Since diagnosis, Jim has been able to maintain his work and personal activities. Happily, his subsequent monthly treatments – which required an overnight stay in Thomas Jefferson University Hospital — were much easier on Jim. But last October, after several months of life he might not otherwise have had — and just a couple of weeks before the wedding — Drs. Sato and Gonsalves detected some progression in his disease, which meant the immunoembolization was no longer working. At that point, they switched his treatment to chemoembolization, which has further extended his life. Jefferson also closely coordinated with a radiologist near Jim’s home in Virginia to administer radiation to a tumor that had developed on his lower back. This treatment helped to ensure Jim’s ability to walk his daughter down the aisle.
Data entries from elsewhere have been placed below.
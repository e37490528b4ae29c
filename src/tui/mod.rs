// TUI module - Terminal User Interface
//
// Terminal initialization and cleanup, the event loop, and layered key
// dispatch. The loop multiplexes three sources with tokio::select!:
// keyboard input, a periodic redraw tick, and completion events from
// spawned network tasks.

pub mod app;
pub mod clipboard;
pub mod components;
pub mod input;
pub mod modal;
pub mod theme;
pub mod ui;

use crate::client::ApiClient;
use crate::logging::LogBuffer;
use crate::schema::Operation;
use crate::session::SessionEvent;
use anyhow::{Context, Result};
use app::{App, Focus};
use crossterm::{
    event::{self, Event, KeyCode, KeyEvent, KeyEventKind, KeyModifiers},
    execute,
    terminal::{disable_raw_mode, enable_raw_mode, EnterAlternateScreen, LeaveAlternateScreen},
};
use modal::{Modal, ModalAction};
use ratatui::{backend::CrosstermBackend, Terminal};
use std::io;
use std::time::Duration;
use tokio::sync::mpsc;

/// Run the TUI until the user quits
pub async fn run_tui(client: ApiClient, log_buffer: LogBuffer) -> Result<()> {
    enable_raw_mode().context("Failed to enable raw mode")?;
    let mut stdout = io::stdout();
    execute!(stdout, EnterAlternateScreen).context("Failed to setup terminal")?;
    let backend = CrosstermBackend::new(stdout);
    let mut terminal = Terminal::new(backend).context("Failed to create terminal")?;

    // Completion events from spawned network tasks
    let (events_tx, mut events_rx) = mpsc::channel::<SessionEvent>(64);

    let mut app = App::new(client, events_tx, log_buffer);
    app.load_techniques();

    let result = run_event_loop(&mut terminal, &mut app, &mut events_rx).await;

    disable_raw_mode().context("Failed to disable raw mode")?;
    execute!(terminal.backend_mut(), LeaveAlternateScreen)
        .context("Failed to restore terminal")?;
    terminal.show_cursor().context("Failed to show cursor")?;

    result
}

/// Main event loop
async fn run_event_loop(
    terminal: &mut Terminal<CrosstermBackend<io::Stdout>>,
    app: &mut App,
    events_rx: &mut mpsc::Receiver<SessionEvent>,
) -> Result<()> {
    let mut tick_interval = tokio::time::interval(Duration::from_millis(200));

    loop {
        terminal
            .draw(|f| ui::draw(f, app))
            .context("Failed to draw terminal")?;

        tokio::select! {
            // Keyboard input
            _ = async {
                if event::poll(Duration::from_millis(10)).unwrap_or(false) {
                    if let Ok(Event::Key(key_event)) = event::read() {
                        handle_key_event(app, key_event);
                    }
                }
            } => {}

            // Periodic tick for spinner animation and ack/toast expiry
            _ = tick_interval.tick() => {
                app.tick_animation();
            }

            // Network task completions
            Some(event) = events_rx.recv() => {
                app.apply_event(event);
            }
        }

        if app.should_quit {
            break;
        }
    }

    Ok(())
}

/// Layered dispatch: Modal → Global → Focused panel
fn handle_key_event(app: &mut App, key_event: KeyEvent) {
    if key_event.kind == KeyEventKind::Release {
        app.handle_key_release(key_event.code);
        return;
    }
    if key_event.kind != KeyEventKind::Press {
        return;
    }

    // Layer 1: an open modal absorbs everything
    if let Some(modal) = &mut app.modal {
        if modal.handle_input(key_event.code) == ModalAction::Close {
            app.modal = None;
        }
        return;
    }

    // Layer 2: global keys
    if handle_global_keys(app, &key_event) {
        return;
    }

    // Layer 3: focused panel
    match app.focus {
        Focus::Techniques => handle_techniques_keys(app, &key_event),
        Focus::Input => handle_input_keys(app, &key_event),
        Focus::Params => handle_params_keys(app, &key_event),
        Focus::Result => handle_result_keys(app, &key_event),
    }
}

/// Global keys - work the same regardless of focus. Returns true if handled.
fn handle_global_keys(app: &mut App, key_event: &KeyEvent) -> bool {
    let key = key_event.code;
    let ctrl = key_event.modifiers.contains(KeyModifiers::CONTROL);

    match key {
        KeyCode::Char('c') if ctrl => {
            app.should_quit = true;
            true
        }
        // Execute key chord
        KeyCode::Enter if ctrl => {
            if app.handle_key_press(key) {
                app.execute();
            }
            true
        }
        // Clear action
        KeyCode::Char('l') if ctrl => {
            app.clear();
            true
        }
        KeyCode::Tab => {
            if app.handle_key_press(key) {
                app.focus = app.focus.next();
            }
            true
        }
        KeyCode::BackTab => {
            if app.handle_key_press(key) {
                app.focus = app.focus.prev();
            }
            true
        }
        // Operation tabs - mutually exclusive, exactly one active
        KeyCode::F(1) => {
            if app.handle_key_press(key) {
                app.set_operation(Operation::Encrypt);
            }
            true
        }
        KeyCode::F(2) => {
            if app.handle_key_press(key) {
                app.set_operation(Operation::Decrypt);
            }
            true
        }
        KeyCode::F(3) => {
            if app.handle_key_press(key) {
                app.set_operation(Operation::BruteForce);
            }
            true
        }
        KeyCode::F(4) => {
            if app.handle_key_press(key) {
                app.modal = Some(Modal::Logs);
            }
            true
        }
        _ => false,
    }
}

fn handle_techniques_keys(app: &mut App, key_event: &KeyEvent) {
    let key = key_event.code;
    match key {
        KeyCode::Up => {
            if app.handle_key_press(key) {
                app.move_technique_cursor(-1);
            }
        }
        KeyCode::Down => {
            if app.handle_key_press(key) {
                app.move_technique_cursor(1);
            }
        }
        KeyCode::Enter => {
            // Convenience: jump to the input area once a technique is chosen
            if app.handle_key_press(key) {
                app.focus = Focus::Input;
            }
        }
        KeyCode::Char('q') => {
            if app.handle_key_press(key) {
                app.should_quit = true;
            }
        }
        KeyCode::Char('y') => {
            if app.handle_key_press(key) {
                app.copy_result();
            }
        }
        KeyCode::Char('?') => {
            if app.handle_key_press(key) {
                app.modal = Some(Modal::Help);
            }
        }
        _ => {}
    }
}

fn handle_input_keys(app: &mut App, key_event: &KeyEvent) {
    match key_event.code {
        // Unhandled control chords must not type into the buffer
        KeyCode::Char(_) if key_event.modifiers.contains(KeyModifiers::CONTROL) => {}
        KeyCode::Char(c) => app.input.push(c),
        KeyCode::Enter => app.input.push('\n'),
        KeyCode::Backspace => {
            app.input.pop();
        }
        KeyCode::Esc => app.focus = Focus::Techniques,
        _ => {}
    }
}

fn handle_params_keys(app: &mut App, key_event: &KeyEvent) {
    let key = key_event.code;
    let field_count = app.session.form.fields.len();
    match key {
        KeyCode::Up => {
            if app.handle_key_press(key) {
                app.param_cursor = app.param_cursor.saturating_sub(1);
            }
        }
        KeyCode::Down => {
            if app.handle_key_press(key) && field_count > 0 {
                app.param_cursor = (app.param_cursor + 1).min(field_count - 1);
            }
        }
        KeyCode::Left => {
            if app.handle_key_press(key) {
                if let Some(field) = app.session.form.fields.get_mut(app.param_cursor) {
                    field.cycle_option(false);
                }
            }
        }
        KeyCode::Right | KeyCode::Char(' ') => {
            if app.handle_key_press(key) {
                if let Some(field) = app.session.form.fields.get_mut(app.param_cursor) {
                    field.cycle_option(true);
                }
            }
        }
        KeyCode::Char(c) => {
            if !key_event.modifiers.contains(KeyModifiers::CONTROL) {
                if let Some(field) = app.session.form.fields.get_mut(app.param_cursor) {
                    field.push_char(c);
                }
            }
        }
        KeyCode::Backspace => {
            if let Some(field) = app.session.form.fields.get_mut(app.param_cursor) {
                field.pop_char();
            }
        }
        KeyCode::Esc => app.focus = Focus::Techniques,
        _ => {}
    }
}

fn handle_result_keys(app: &mut App, key_event: &KeyEvent) {
    let key = key_event.code;
    match key {
        KeyCode::Up => {
            if app.handle_key_press(key) {
                app.move_candidate_cursor(-1);
            }
        }
        KeyCode::Down => {
            if app.handle_key_press(key) {
                app.move_candidate_cursor(1);
            }
        }
        KeyCode::Enter => {
            if app.handle_key_press(key) {
                app.copy_candidate_at_cursor();
            }
        }
        KeyCode::Char('y') => {
            if app.handle_key_press(key) {
                app.copy_result();
            }
        }
        KeyCode::Char('k') => {
            if app.handle_key_press(key) {
                app.copy_key();
            }
        }
        KeyCode::Char('q') => {
            if app.handle_key_press(key) {
                app.should_quit = true;
            }
        }
        KeyCode::Char('?') => {
            if app.handle_key_press(key) {
                app.modal = Some(Modal::Help);
            }
        }
        _ => {}
    }
}
//! Toast notification component
//!
//! A non-blocking overlay in the bottom-right corner that auto-dismisses
//! after its duration (expiry is checked by the app tick).

use crate::tui::app::Toast;
use crate::tui::theme::Theme;
use ratatui::{
    layout::{Alignment, Rect},
    style::Style,
    widgets::{Block, Borders, Clear, Paragraph},
    Frame,
};

/// Render the toast on top of all other content
pub fn render(f: &mut Frame, area: Rect, toast: &Toast, theme: &Theme) {
    // Padding (2 chars each side) plus borders
    let width = (toast.message.len() as u16 + 4).min(area.width.saturating_sub(4));
    let height = 3;

    // Bottom-right corner, offset 2 cells from the edge
    let x = area.right().saturating_sub(width + 2);
    let y = area.bottom().saturating_sub(height + 2);
    let toast_area = Rect::new(x, y, width, height);

    let block = Block::default()
        .borders(Borders::ALL)
        .border_style(Style::default().fg(theme.success));

    let text = Paragraph::new(toast.message.as_str())
        .alignment(Alignment::Center)
        .style(Style::default().fg(theme.fg))
        .block(block);

    // Clear first so the toast appears on top
    f.render_widget(Clear, toast_area);
    f.render_widget(text, toast_area);
}
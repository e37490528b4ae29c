//! HTTP client for the cipher playground API
//!
//! Thin `reqwest` wrapper around the three collaborator endpoints. The
//! interesting part is `interpret`, which folds the two independent failure
//! signals (HTTP status and the body's `success` flag) into one outcome -
//! both must be checked, and both produce the same kind of failure.

use crate::schema::{ExecuteResponse, ExtraInfo, OperationRequest, ResultPayload, Technique, TechniqueList};
use std::fmt;

/// Catalog or technique-info fetch failure
///
/// Non-fatal by policy: the caller degrades (placeholder listing, generic
/// description) instead of blocking the UI.
#[derive(Debug)]
pub enum CatalogError {
    /// Collaborator unreachable
    Unreachable(String),
    /// Response arrived but could not be decoded
    Malformed(String),
}

impl fmt::Display for CatalogError {
    fn fmt(&self, f: &mut fmt::Formatter<'_>) -> fmt::Result {
        match self {
            Self::Unreachable(msg) => write!(f, "Server unreachable: {}", msg),
            Self::Malformed(msg) => write!(f, "Malformed catalog response: {}", msg),
        }
    }
}

impl std::error::Error for CatalogError {}

/// Execute request failure
#[derive(Debug)]
pub enum ExecuteError {
    /// No response received; the cause is logged, never shown to the user
    Transport(String),
    /// A response arrived and signalled failure (HTTP status or success flag)
    Rejected(String),
}

impl fmt::Display for ExecuteError {
    fn fmt(&self, f: &mut fmt::Formatter<'_>) -> fmt::Result {
        match self {
            Self::Transport(msg) => write!(f, "Transport failure: {}", msg),
            Self::Rejected(msg) => write!(f, "{}", msg),
        }
    }
}

impl std::error::Error for ExecuteError {}

/// Decoded success payload of an execute call
#[derive(Debug, Clone)]
pub struct ExecuteSuccess {
    pub result: ResultPayload,
    pub extra_info: ExtraInfo,
}

/// Client for the playground's HTTP surface
#[derive(Debug, Clone)]
pub struct ApiClient {
    http: reqwest::Client,
    base_url: String,
}

impl ApiClient {
    pub fn new(base_url: impl Into<String>) -> Self {
        let mut base_url = base_url.into();
        while base_url.ends_with('/') {
            base_url.pop();
        }
        Self {
            http: reqwest::Client::new(),
            base_url,
        }
    }

    /// `GET /api/techniques` - ordered technique names
    pub async fn list_techniques(&self) -> Result<Vec<String>, CatalogError> {
        let url = format!("{}/api/techniques", self.base_url);
        let resp = self
            .http
            .get(&url)
            .send()
            .await
            .map_err(|e| CatalogError::Unreachable(e.to_string()))?;
        let list: TechniqueList = resp
            .json()
            .await
            .map_err(|e| CatalogError::Malformed(e.to_string()))?;
        tracing::debug!("Loaded {} techniques", list.techniques.len());
        Ok(list.techniques)
    }

    /// `GET /api/technique_info/{name}` - description and parameter schema
    pub async fn technique_info(&self, name: &str) -> Result<Technique, CatalogError> {
        let url = format!("{}/api/technique_info/{}", self.base_url, name);
        let resp = self
            .http
            .get(&url)
            .send()
            .await
            .map_err(|e| CatalogError::Unreachable(e.to_string()))?;
        resp.json()
            .await
            .map_err(|e| CatalogError::Malformed(e.to_string()))
    }

    /// `POST /api/execute` - run an operation against the collaborator
    pub async fn execute(&self, request: &OperationRequest) -> Result<ExecuteSuccess, ExecuteError> {
        let url = format!("{}/api/execute", self.base_url);
        tracing::debug!(
            technique = %request.technique,
            operation = ?request.operation,
            "Submitting operation"
        );
        let resp = self
            .http
            .post(&url)
            .json(request)
            .send()
            .await
            .map_err(|e| ExecuteError::Transport(e.to_string()))?;
        let status_ok = resp.status().is_success();
        let body = resp.json::<ExecuteResponse>().await.ok();
        interpret(status_ok, body)
    }
}

/// Fold HTTP status and body into a single execute outcome
///
/// A failing status uses the body's `error` when one decoded; a 2xx body with
/// `success: false` is treated identically. A 2xx body that cannot be decoded
/// or lacks a `result` is a rejection, not a transport failure - a response
/// was received.
fn interpret(
    status_ok: bool,
    body: Option<ExecuteResponse>,
) -> Result<ExecuteSuccess, ExecuteError> {
    if !status_ok {
        let message = body
            .and_then(|b| b.error)
            .unwrap_or_else(|| "An error occurred".to_string());
        return Err(ExecuteError::Rejected(message));
    }
    let Some(body) = body else {
        return Err(ExecuteError::Rejected(
            "Malformed response from server".to_string(),
        ));
    };
    if !body.success {
        let message = body.error.unwrap_or_else(|| "Unknown error".to_string());
        return Err(ExecuteError::Rejected(message));
    }
    let Some(result) = body.result else {
        return Err(ExecuteError::Rejected(
            "Malformed response from server".to_string(),
        ));
    };
    Ok(ExecuteSuccess {
        result,
        extra_info: body.extra_info.unwrap_or_default(),
    })
}

#[cfg(test)]
mod tests {
    use super::*;

    fn body(json: &str) -> Option<ExecuteResponse> {
        Some(serde_json::from_str(json).unwrap())
    }

    #[test]
    fn failing_status_uses_body_error() {
        let out = interpret(false, body(r#"{"success": false, "error": "invalid offset"}"#));
        match out {
            Err(ExecuteError::Rejected(msg)) => assert_eq!(msg, "invalid offset"),
            other => panic!("unexpected outcome: {:?}", other),
        }
    }

    #[test]
    fn failing_status_without_body_is_generic() {
        let out = interpret(false, None);
        match out {
            Err(ExecuteError::Rejected(msg)) => assert_eq!(msg, "An error occurred"),
            other => panic!("unexpected outcome: {:?}", other),
        }
    }

    #[test]
    fn logical_failure_on_ok_status_is_identical() {
        let out = interpret(true, body(r#"{"success": false, "error": "invalid offset"}"#));
        match out {
            Err(ExecuteError::Rejected(msg)) => assert_eq!(msg, "invalid offset"),
            other => panic!("unexpected outcome: {:?}", other),
        }
    }

    #[test]
    fn logical_failure_without_message_is_generic() {
        let out = interpret(true, body(r#"{"success": false}"#));
        match out {
            Err(ExecuteError::Rejected(msg)) => assert_eq!(msg, "Unknown error"),
            other => panic!("unexpected outcome: {:?}", other),
        }
    }

    #[test]
    fn success_carries_result_and_extra_info() {
        let out = interpret(
            true,
            body(r#"{"success": true, "result": "XYZ", "extra_info": {"key_hex": "AB12"}}"#),
        )
        .unwrap();
        assert_eq!(out.result, ResultPayload::Text("XYZ".into()));
        assert_eq!(out.extra_info.key_hex.as_deref(), Some("AB12"));
    }

    #[test]
    fn success_without_result_is_rejected() {
        let out = interpret(true, body(r#"{"success": true}"#));
        assert!(matches!(out, Err(ExecuteError::Rejected(_))));
    }
}
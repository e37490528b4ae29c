// Top-level layout and draw
//
// ┌ title bar ──────────────────────────────────────┐
// │ techniques │ tabs + input                        │
// │            │ parameters                          │
// │ about      │ results (body / facts / key panel)  │
// ├ status bar ─────────────────────────────────────┤
// Toast and modal overlays render last, on top.

use super::app::App;
use super::components::{
    input_panel, params_panel, result_panel, status_bar, technique_panel, title_bar, toast,
};
use ratatui::layout::{Constraint, Direction, Layout};
use ratatui::Frame;

pub fn draw(f: &mut Frame, app: &App) {
    let outer = Layout::default()
        .direction(Direction::Vertical)
        .constraints([
            Constraint::Length(1), // title bar
            Constraint::Min(10),   // main content
            Constraint::Length(2), // status bar
        ])
        .split(f.area());

    title_bar::render(f, outer[0], app);

    let columns = Layout::default()
        .direction(Direction::Horizontal)
        .constraints([Constraint::Percentage(28), Constraint::Percentage(72)])
        .split(outer[1]);

    technique_panel::render(f, columns[0], app);

    let right = Layout::default()
        .direction(Direction::Vertical)
        .constraints([
            Constraint::Length(7), // tabs + input area
            Constraint::Length(params_panel::desired_height(app)),
            Constraint::Min(5), // results
        ])
        .split(columns[1]);

    input_panel::render(f, right[0], app);
    params_panel::render(f, right[1], app);
    result_panel::render(f, right[2], app);

    status_bar::render(f, outer[2], app);

    let full = f.area();
    if let Some(t) = &app.toast {
        toast::render(f, full, t, &app.theme);
    }
    if let Some(modal) = &app.modal {
        modal.render(f, full, &app.theme, &app.log_buffer);
    }
}
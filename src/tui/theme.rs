// Color theme for the TUI
//
// One compact palette covering every UI element. Kept as a struct rather
// than scattered constants so panels stay consistent and a light variant can
// be added without touching components.

use ratatui::style::Color;

/// UI color palette
#[derive(Debug, Clone)]
pub struct Theme {
    pub fg: Color,
    pub muted: Color,
    pub border: Color,
    pub border_focused: Color,
    pub title: Color,
    pub status_bar: Color,
    /// Accent for tabs, highlights, the key panel border
    pub accent: Color,
    pub success: Color,
    pub error: Color,
    pub selection_bg: Color,
    pub selection_fg: Color,
}

impl Theme {
    pub fn dark() -> Self {
        Self {
            fg: Color::Gray,
            muted: Color::DarkGray,
            border: Color::DarkGray,
            border_focused: Color::Cyan,
            title: Color::Cyan,
            status_bar: Color::DarkGray,
            accent: Color::Magenta,
            success: Color::Green,
            error: Color::Red,
            selection_bg: Color::Indexed(60),
            selection_fg: Color::White,
        }
    }
}

impl Default for Theme {
    fn default() -> Self {
        Self::dark()
    }
}
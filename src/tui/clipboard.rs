//! Clipboard helper for copying text to the system clipboard
//!
//! Uses `arboard` for cross-platform support (Windows, macOS, Linux). The
//! clipboard is created fresh per copy to avoid holding resources. Failures
//! are surfaced to the user as a blocking notice - clipboard access is
//! user-actionable (permissions, missing display server), never silent.

use anyhow::{Context, Result};
use arboard::Clipboard;

/// Copy text to the system clipboard
pub fn copy_to_clipboard(text: &str) -> Result<()> {
    let mut clipboard = Clipboard::new().context("Failed to access clipboard")?;
    clipboard
        .set_text(text)
        .context("Failed to set clipboard text")?;
    Ok(())
}
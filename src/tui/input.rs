// Input handling system with configurable key behaviors
//
// Supports two behaviors:
// - State-change only keys (trigger once per press)
// - Repeatable keys (trigger on press, then repeat while held)
//
// Free-form text entry (the input area, parameter fields) bypasses this
// entirely; only action and navigation keys are routed through it.

use crossterm::event::KeyCode;
use std::collections::HashMap;
use std::time::{Duration, Instant};

/// Defines how a key behaves when pressed/held
#[derive(Debug, Clone, Copy)]
pub enum KeyBehavior {
    /// Trigger only on state change (press -> release)
    StateChange,

    /// Trigger on press, then repeat after an initial delay
    Repeatable {
        initial_delay: Duration,
        repeat_interval: Duration,
    },
}

impl KeyBehavior {
    /// Standard navigation key behavior (arrow keys)
    pub fn navigation() -> Self {
        Self::Repeatable {
            initial_delay: Duration::from_millis(500),
            repeat_interval: Duration::from_millis(50),
        }
    }
}

/// Tracks the state of a single key
#[derive(Debug)]
struct KeyState {
    is_pressed: bool,
    press_started: Option<Instant>,
    last_triggered: Option<Instant>,
}

impl KeyState {
    fn new() -> Self {
        Self {
            is_pressed: false,
            press_started: None,
            last_triggered: None,
        }
    }

    fn release(&mut self) {
        self.is_pressed = false;
        self.press_started = None;
        self.last_triggered = None;
    }
}

/// Input handler that manages key behaviors
pub struct InputHandler {
    key_states: HashMap<KeyCode, KeyState>,
    key_behaviors: HashMap<KeyCode, KeyBehavior>,
}

impl InputHandler {
    pub fn new() -> Self {
        Self {
            key_states: HashMap::new(),
            key_behaviors: HashMap::new(),
        }
    }

    pub fn configure_keys(&mut self, keys: &[KeyCode], behavior: KeyBehavior) {
        for key in keys {
            self.key_behaviors.insert(*key, behavior);
        }
    }

    /// Handle a key press event. Returns true if the action should trigger.
    pub fn handle_key_press(&mut self, key: KeyCode) -> bool {
        let now = Instant::now();
        let behavior = self
            .key_behaviors
            .get(&key)
            .copied()
            .unwrap_or(KeyBehavior::StateChange);

        let state = self.key_states.entry(key).or_insert_with(KeyState::new);

        if state.is_pressed {
            match behavior {
                KeyBehavior::StateChange => {
                    // Debounce for terminals that never send Release events
                    if let Some(last) = state.last_triggered {
                        if now.duration_since(last) >= Duration::from_millis(150) {
                            state.last_triggered = Some(now);
                            return true;
                        }
                    }
                    false
                }
                KeyBehavior::Repeatable {
                    initial_delay,
                    repeat_interval,
                } => {
                    if let (Some(press_start), Some(last_trigger)) =
                        (state.press_started, state.last_triggered)
                    {
                        let since_press = now.duration_since(press_start);
                        let since_last = now.duration_since(last_trigger);
                        if since_press >= initial_delay && since_last >= repeat_interval {
                            state.last_triggered = Some(now);
                            return true;
                        }
                    }
                    false
                }
            }
        } else {
            // New key press - always trigger
            state.is_pressed = true;
            state.press_started = Some(now);
            state.last_triggered = Some(now);
            true
        }
    }

    /// Handle a key release event
    pub fn handle_key_release(&mut self, key: KeyCode) {
        if let Some(state) = self.key_states.get_mut(&key) {
            state.release();
        }
    }

    /// Default configuration for this app's keys
    pub fn with_default_config() -> Self {
        let mut handler = Self::new();

        // Navigation keys - repeatable
        handler.configure_keys(
            &[KeyCode::Up, KeyCode::Down, KeyCode::Left, KeyCode::Right],
            KeyBehavior::navigation(),
        );

        // Action keys - state change only (trigger once per press)
        handler.configure_keys(
            &[
                KeyCode::Enter,
                KeyCode::Esc,
                KeyCode::Tab,
                KeyCode::BackTab,
                KeyCode::Char(' '),
                KeyCode::Char('q'),
                KeyCode::Char('y'),
                KeyCode::Char('k'),
                KeyCode::Char('?'),
                KeyCode::F(1),
                KeyCode::F(2),
                KeyCode::F(3),
                KeyCode::F(4),
            ],
            KeyBehavior::StateChange,
        );

        handler
    }
}

impl Default for InputHandler {
    fn default() -> Self {
        Self::with_default_config()
    }
}

#[cfg(test)]
mod tests {
    use super::*;
    use std::thread;

    #[test]
    fn test_state_change_no_repeat() {
        let mut handler = InputHandler::new();
        handler.configure_keys(&[KeyCode::Enter], KeyBehavior::StateChange);

        // First press triggers
        assert!(handler.handle_key_press(KeyCode::Enter));

        // Subsequent presses while held don't trigger
        assert!(!handler.handle_key_press(KeyCode::Enter));
        assert!(!handler.handle_key_press(KeyCode::Enter));

        handler.handle_key_release(KeyCode::Enter);

        // Next press triggers again
        assert!(handler.handle_key_press(KeyCode::Enter));
    }

    #[test]
    fn test_repeatable_with_delay() {
        let mut handler = InputHandler::new();
        handler.configure_keys(
            &[KeyCode::Down],
            KeyBehavior::Repeatable {
                initial_delay: Duration::from_millis(100),
                repeat_interval: Duration::from_millis(50),
            },
        );

        // First press triggers immediately
        assert!(handler.handle_key_press(KeyCode::Down));

        // Immediate second call doesn't trigger (within initial delay)
        assert!(!handler.handle_key_press(KeyCode::Down));

        thread::sleep(Duration::from_millis(110));
        assert!(handler.handle_key_press(KeyCode::Down));

        thread::sleep(Duration::from_millis(60));
        assert!(handler.handle_key_press(KeyCode::Down));
    }
}
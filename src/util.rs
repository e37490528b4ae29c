//! Shared utility functions

use unicode_width::UnicodeWidthChar;

/// Truncate a string to at most `max_cols` terminal columns, appending an
/// ellipsis when anything was cut.
///
/// Width is measured in display cells, not bytes or chars, so emoji and CJK
/// candidates truncate where they actually wrap on screen.
pub fn fit_width(s: &str, max_cols: usize) -> String {
    let total: usize = s.chars().map(|c| c.width().unwrap_or(0)).sum();
    if total <= max_cols {
        return s.to_string();
    }
    let budget = max_cols.saturating_sub(1); // room for the ellipsis
    let mut out = String::new();
    let mut used = 0;
    for c in s.chars() {
        let w = c.width().unwrap_or(0);
        if used + w > budget {
            break;
        }
        used += w;
        out.push(c);
    }
    out.push('…');
    out
}

#[cfg(test)]
mod tests {
    use super::*;

    #[test]
    fn short_strings_pass_through() {
        assert_eq!(fit_width("hello", 10), "hello");
        assert_eq!(fit_width("", 5), "");
    }

    #[test]
    fn ascii_truncates_with_ellipsis() {
        assert_eq!(fit_width("hello world", 6), "hello…");
    }

    #[test]
    fn wide_chars_count_two_columns() {
        // Each CJK char is two columns wide
        assert_eq!(fit_width("日本語テスト", 5), "日本…");
    }

    #[test]
    fn exact_fit_is_not_truncated() {
        assert_eq!(fit_width("abcdef", 6), "abcdef");
    }
}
“We made sure all of our doctors in Virginia understood that Jefferson was the lead on Jim’s care,” notes Liz. “Jefferson is the only place that can provide or coordinate all of the care Jim needs, like the emergency tumor radiation.”
Here Comes The Bride
Finally came the big day. When Jim, clad in his elegant best, saw Ginny in her wedding gown, “I took one look at her and said, “Oh, my God, you’re beautiful – almost too beautiful to give away! But, of course, I did. It was thrilling – a rite of passage for Ginny and for me. I think every dad cherishes the moment he gets to do that–I certainly did!”
“We had made it clear to our doctors at Jefferson how important Jim’s making it to this day was to all of us,” stresses Liz. “And they worked with us in terms of scheduling treatment, whether up there or locally, and doing everything possible to make sure we made it.
“Dr. Sato, Dr. Gonsalves, and all of the other doctors and nurses on Jim’s care team always made us feel like we were the most important people in Thomas Jefferson University Hospital–whenever we were there to talk with them or be treated. They communicated unmistakably that they were going to do everything they could to keep Jim alive. At the same time, they always had warm smiles and good humor to make us feel comfortable.”
“The nurses are heaven-sent–they can lift me up when I’m in a grouchy mood,” adds Jim. “Dr. Gonsalves is doing a knock-out job, as is Dr. Sato and his research team. I may not have a cure, but one day, thanks to them, there will be a cure. In the meantime, I’ve had the chance to hang in to see my daughter on to her career and marriage, and that’s been an absolute blessing!”